The topic turned to the issue of what was happening in Washington concerning sea-level rise and related legislation.  Unfortunately, “gridlock” is the word of the day in regards to federal government sea level rise initiatives.  The fundamental leading cause for this failure to act is the number of Congresspersons who simply refuse to believe that global warming and sea level rise are occurring.  If they do not believe in a serious threat, they are certainly going to approve spending money on mitigating that threat.  One-hundred and nine times Congress voted to undermine environmental initiatives, with a large portion of them related to climate change and sea level rise.  Recently, Congress passed legislation intending to push back the timetable for the implementation of the Biggert-Waters Act.  The Biggert-Waters Act would impose increases in certain flood insurance policies to reflect the actual costs associated with the risks instead of keeping them artificially low.  Additionally, on June 1 EPA is expected to issue carbon pollution standards for existing power plants but it is receiving significant Congressional push back with trade associations working to stop these standards from being enacted.

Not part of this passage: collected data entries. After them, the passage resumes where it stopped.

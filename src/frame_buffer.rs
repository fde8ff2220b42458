//! The fixed-size byte buffer holding one full strip refresh.
//!
//! See [`FrameBuffer`] for the layout.

use smart_leds::RGB8;

use crate::encoding::{BYTES_PER_LED, encode_grb};
use crate::{Error, Result};

/// RGB color representation re-exported from `smart_leds`.
pub type Rgb = RGB8;

/// Number of bytes needed for `led_count` LEDs followed by `reset_len` idle bytes.
#[must_use]
#[expect(clippy::arithmetic_side_effects, reason = "Overflow is a compile error in const use")]
pub const fn frame_len(led_count: usize, reset_len: usize) -> usize {
    led_count * BYTES_PER_LED + reset_len
}

/// Wire-encoded bytes for `N` LEDs followed by `RESET` zero bytes.
///
/// `LEN` must equal [`frame_len(N, RESET)`](frame_len); any other value is rejected when the
/// type is instantiated.
///
/// ```text
/// | LED 0 (24) | LED 1 (24) | ... | LED N-1 (24) | reset (RESET, always 0) |
///   G8 R8 B8
/// ```
///
/// Writes go only to the LED region and fully overwrite the slots they touch. The reset region
/// is zeroed once at construction and never written again, so it always produces the idle-low
/// gap that latches a frame.
///
/// ```rust,no_run
/// # #![no_std]
/// # #![no_main]
/// # #[cfg(target_os = "none")]
/// # #[panic_handler]
/// # fn panic(_: &core::panic::PanicInfo) -> ! { loop {} }
/// use ws2812_kit::frame_buffer::{FrameBuffer, frame_len};
///
/// const LEN: usize = frame_len(20, 60);
/// const _: () = assert!(LEN == 540);
///
/// fn example() -> ws2812_kit::Result<()> {
///     let mut frame = FrameBuffer::<20, 60, LEN>::new();
///     frame.set_all(0, 0, 16);
///     frame.set_pixel(0, 255, 0, 0)?;
///     Ok(())
/// }
/// ```
#[derive(Clone, Debug, PartialEq, Eq)]
pub struct FrameBuffer<const N: usize, const RESET: usize, const LEN: usize> {
    bytes: [u8; LEN],
}

impl<const N: usize, const RESET: usize, const LEN: usize> FrameBuffer<N, RESET, LEN> {
    /// Number of LEDs in the strip.
    pub const LED_COUNT: usize = N;

    /// Length of the trailing idle region in bytes.
    pub const RESET_LEN: usize = RESET;

    const LED_BYTES: usize = frame_len(N, 0);

    /// Creates an all-zero buffer.
    #[must_use]
    pub const fn new() -> Self {
        const {
            assert!(LEN == frame_len(N, RESET), "LEN must equal N * 24 + RESET");
        }
        Self { bytes: [0; LEN] }
    }

    /// Total buffer length, LED bytes plus the reset region.
    #[must_use]
    pub const fn len(&self) -> usize {
        LEN
    }

    /// Whether the buffer holds no bytes at all.
    #[must_use]
    pub const fn is_empty(&self) -> bool {
        LEN == 0
    }

    /// The whole buffer as it goes on the wire.
    #[must_use]
    pub const fn as_bytes(&self) -> &[u8; LEN] {
        &self.bytes
    }

    /// The LED region, `N * 24` bytes.
    #[must_use]
    pub fn led_bytes(&self) -> &[u8] {
        let (leds, _) = self.bytes.split_at(Self::LED_BYTES);
        leds
    }

    /// The trailing idle region, `RESET` bytes.
    #[must_use]
    pub fn reset_region(&self) -> &[u8] {
        let (_, reset) = self.bytes.split_at(Self::LED_BYTES);
        reset
    }

    /// Encodes one LED's color into its 24-byte slot.
    ///
    /// # Errors
    ///
    /// Returns [`Error::IndexOutOfRange`] if `index >= N`; the buffer is left unchanged.
    pub fn set_pixel(&mut self, index: usize, r: u8, g: u8, b: u8) -> Result<()> {
        let slot = self
            .led_slots_mut()
            .nth(index)
            .ok_or(Error::IndexOutOfRange { index, len: N })?;
        slot.copy_from_slice(&encode_grb(r, g, b));
        Ok(())
    }

    /// Encodes the same color into every LED slot. The reset region is not touched.
    pub fn set_all(&mut self, r: u8, g: u8, b: u8) {
        let wire = encode_grb(r, g, b);
        for slot in self.led_slots_mut() {
            slot.copy_from_slice(&wire);
        }
    }

    /// Sets every LED to black.
    pub fn clear(&mut self) {
        self.set_all(0, 0, 0);
    }

    /// Encodes colors into slots `0, 1, 2, ...` in order.
    ///
    /// Slots past the end of `colors` keep their previous contents.
    ///
    /// # Errors
    ///
    /// Returns [`Error::IndexOutOfRange`] if `colors` yields more than `N` items. Slots for the
    /// first `N` colors have already been written when this happens.
    pub fn write_colors<I>(&mut self, colors: I) -> Result<()>
    where
        I: IntoIterator<Item = Rgb>,
    {
        let mut colors = colors.into_iter();
        for slot in self.led_slots_mut() {
            let Some(color) = colors.next() else {
                return Ok(());
            };
            slot.copy_from_slice(&encode_grb(color.r, color.g, color.b));
        }
        if colors.next().is_some() {
            return Err(Error::IndexOutOfRange { index: N, len: N });
        }
        Ok(())
    }

    fn led_slots_mut(&mut self) -> core::slice::ChunksExactMut<'_, u8> {
        let (leds, _) = self.bytes.split_at_mut(Self::LED_BYTES);
        leds.chunks_exact_mut(BYTES_PER_LED)
    }
}

impl<const N: usize, const RESET: usize, const LEN: usize> Default for FrameBuffer<N, RESET, LEN> {
    fn default() -> Self {
        Self::new()
    }
}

Ms. DeConcini pointed out that while Congress was not currently interested in promoting sea level rise based legislation that the President and Executive Branch was a different story. The President’s Climate Action Plan contains specific details about local initiatives on resilience-based investments.  Included in the plan is a call for a Task Force on Climate Preparedness.  This task force would be comprised of State, Local and Tribal representatives with a goal of providing guidance to the President on local issues and suggested initiatives.   While this is an encouraging step in the right direction, greater level of coordination is needed between executive branch and local governments than in the past.  Federal agencies, in response to Obama’s adaptation initiatives, have been incorporating that into their strategic plans.  For example, some grants from these agencies are specifically aimed at adaptation-based endeavors.  However, concern about the level of federal involvement, including funding, leading to strings and conditions placed on that involvement may potentially lead to blocks on localized adaptive initiatives.


Ms. DeConcini commented about how heartened she is to meet law students who are interested in climate change and sea level rise and will dedicate their lives on these issues and speak up for those that do not have a voice.  She used her remaining time to touch on a number of other concerns.  Environmental issues have historically not been partisan- based concerns and there is hope that the current trend will abate.  As an example, England is a conservative government and there environmental issues are not driven by partisan concerns.  As costs of dealing with these issues increase (as most recently seen with Sandy), it will become more and more difficult to continue to ignore them.  She expressed concern about the Investment Tax Credit (ITC) being allowed to expire and the need to stress the connection between ITC and its benefit to renewable energy and climate change as a means of getting it back in action.